Data to examine –
——
//! File system watcher for automatic rebuilds.
//!
//! Watches site.toml, the portfolio data file, the public directory and a
//! local layout, and rebuilds after a quiet period so that a burst of saves
//! triggers a single build.

use std::path::{Path, PathBuf};
use std::sync::mpsc::{RecvTimeoutError, channel};
use std::time::Duration;

use notify::{Config, RecommendedWatcher, RecursiveMode, Watcher};

use crate::config::{LayoutConfig, Site};
use crate::error::Result;
use crate::pipeline::Pipeline;
use crate::portfolio::Portfolio;
use crate::serve::SharedPortfolio;

/// Build once, then watch for changes and rebuild automatically.
///
/// This function blocks forever.
pub fn watch(
    site_dir: PathBuf,
    config_path: PathBuf,
    layout_override: Option<String>,
    debounce_secs: u64,
) -> Result<()> {
    tracing::info!("performing initial build");
    if let Err(e) = do_build(&site_dir, &config_path, layout_override.as_deref()) {
        tracing::error!(error = %e, "initial build failed");
    }

    watch_and_rebuild(
        site_dir,
        config_path,
        layout_override,
        Duration::from_secs(debounce_secs),
        None,
    )
}

/// Watch for file changes and rebuild automatically.
///
/// This function blocks forever. Unlike `watch()`, it does not perform an
/// initial build. After each successful rebuild the freshly loaded portfolio
/// is published to `shared`, if given.
pub fn watch_and_rebuild(
    site_dir: PathBuf,
    config_path: PathBuf,
    layout_override: Option<String>,
    debounce: Duration,
    shared: Option<SharedPortfolio>,
) -> Result<()> {
    let site = Site::load(&config_path)?;

    // Canonicalize output_dir so it matches absolute paths from notify events
    let output_dir = site_dir
        .join(&site.build)
        .canonicalize()
        .unwrap_or_else(|_| site_dir.join(&site.build));

    let (tx, rx) = channel();

    let mut watcher = RecommendedWatcher::new(
        move |res| {
            if let Ok(event) = res {
                let _ = tx.send(event);
            }
        },
        Config::default(),
    )?;

    for (path, mode) in watch_targets(&site_dir, &config_path, &site, layout_override.as_deref()) {
        tracing::info!(path = %path.display(), "watching");
        watcher.watch(&path, mode)?;
    }

    tracing::info!(
        debounce_secs = debounce.as_secs(),
        "watch mode active, press Ctrl+C to stop"
    );
    tracing::debug!(output_dir = %output_dir.display(), "output directory for filtering");

    let mut needs_rebuild = false;

    loop {
        match rx.recv_timeout(debounce) {
            Ok(event) => {
                let _span = tracing::debug_span!(
                    "file_event",
                    kind = ?event.kind,
                    paths = ?event.paths,
                )
                .entered();

                if should_ignore_event(&event, &output_dir) {
                    tracing::debug!("ignoring event (filtered)");
                    continue;
                }

                if !needs_rebuild {
                    tracing::info!(
                        "change detected, waiting {}s for more changes...",
                        debounce.as_secs()
                    );
                }
                needs_rebuild = true;
            }
            Err(RecvTimeoutError::Timeout) => {
                if needs_rebuild {
                    tracing::info!("rebuilding site...");

                    match do_build(&site_dir, &config_path, layout_override.as_deref()) {
                        Ok(portfolio) => {
                            if let Some(shared) = &shared {
                                *shared.write().unwrap_or_else(|e| e.into_inner()) = portfolio;
                            }
                            tracing::info!("build complete");
                        }
                        Err(e) => tracing::error!(error = %e, "build failed"),
                    }

                    needs_rebuild = false;
                }
            }
            Err(RecvTimeoutError::Disconnected) => {
                tracing::warn!("watcher disconnected, stopping");
                break;
            }
        }
    }

    Ok(())
}

/// Paths to watch for a site, skipping any that do not exist.
fn watch_targets(
    site_dir: &Path,
    config_path: &Path,
    site: &Site,
    layout_override: Option<&str>,
) -> Vec<(PathBuf, RecursiveMode)> {
    let layout_name = layout_override.unwrap_or(site.layout.name());

    let candidates = [
        (config_path.to_path_buf(), RecursiveMode::NonRecursive),
        (site_dir.join(&site.data), RecursiveMode::NonRecursive),
        (site_dir.join(&site.public), RecursiveMode::Recursive),
        (site_dir.join(layout_name), RecursiveMode::Recursive),
    ];

    candidates
        .into_iter()
        .filter(|(path, _)| path.exists())
        .collect()
}

/// Perform a single build of the site, returning the portfolio it rendered.
pub fn do_build(
    site_dir: &Path,
    config_path: &Path,
    layout_override: Option<&str>,
) -> Result<Portfolio> {
    // Reload config each time in case it changed
    let mut site = Site::load(config_path)?;

    if let Some(layout_name) = layout_override {
        site.layout = LayoutConfig::Name(layout_name.to_string());
    }

    let mut pipeline = Pipeline::load(site_dir.to_path_buf(), site)?;
    pipeline.build()?;

    Ok(pipeline.portfolio)
}

/// Check if an event should be ignored.
pub fn should_ignore_event(event: &notify::Event, output_dir: &Path) -> bool {
    use notify::EventKind;

    // Only care about create, modify, and remove events
    match &event.kind {
        EventKind::Create(_) | EventKind::Modify(_) | EventKind::Remove(_) => {}
        other => {
            tracing::trace!(kind = ?other, "ignoring: non-content event");
            return true;
        }
    }

    for path in &event.paths {
        if path.starts_with(output_dir) {
            tracing::trace!(path = %path.display(), "ignoring: in output directory");
            return true;
        }

        // Editor swap files, .DS_Store
        if let Some(name) = path.file_name().and_then(|n| n.to_str())
            && name.starts_with('.')
        {
            tracing::trace!(path = %path.display(), "ignoring: hidden file");
            return true;
        }
    }

    false
}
——
Work instructions –
Please give the number of lines in the data above where the word "that" appears, and nothing besides.

Answer –
2